(Data entries)
────

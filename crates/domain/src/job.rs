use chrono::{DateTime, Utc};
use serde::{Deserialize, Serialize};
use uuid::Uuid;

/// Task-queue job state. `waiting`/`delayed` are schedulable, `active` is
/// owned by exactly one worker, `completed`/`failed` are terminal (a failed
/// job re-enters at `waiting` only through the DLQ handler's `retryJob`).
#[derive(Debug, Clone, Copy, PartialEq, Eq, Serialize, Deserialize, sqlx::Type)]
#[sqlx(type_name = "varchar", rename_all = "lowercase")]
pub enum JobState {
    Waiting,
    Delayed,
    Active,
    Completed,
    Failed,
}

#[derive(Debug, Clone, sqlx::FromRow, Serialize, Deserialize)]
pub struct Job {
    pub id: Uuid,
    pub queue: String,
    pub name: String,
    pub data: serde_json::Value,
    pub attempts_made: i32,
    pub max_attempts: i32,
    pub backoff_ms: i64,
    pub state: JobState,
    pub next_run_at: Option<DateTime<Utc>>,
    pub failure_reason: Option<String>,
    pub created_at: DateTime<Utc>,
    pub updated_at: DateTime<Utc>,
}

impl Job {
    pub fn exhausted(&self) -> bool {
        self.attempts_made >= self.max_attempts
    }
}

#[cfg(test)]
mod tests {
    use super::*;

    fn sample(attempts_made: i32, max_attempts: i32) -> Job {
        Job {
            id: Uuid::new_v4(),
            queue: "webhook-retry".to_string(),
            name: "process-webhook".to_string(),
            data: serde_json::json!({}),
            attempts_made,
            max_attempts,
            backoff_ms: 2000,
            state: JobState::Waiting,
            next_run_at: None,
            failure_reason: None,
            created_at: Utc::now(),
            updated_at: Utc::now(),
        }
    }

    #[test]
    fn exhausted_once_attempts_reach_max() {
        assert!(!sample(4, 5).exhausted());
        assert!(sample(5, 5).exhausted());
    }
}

────

▶ **Work request**
Go through the records line by line and give the number of lines with the string "queue" in them, stating nothing else.

▶ **Your solution**
3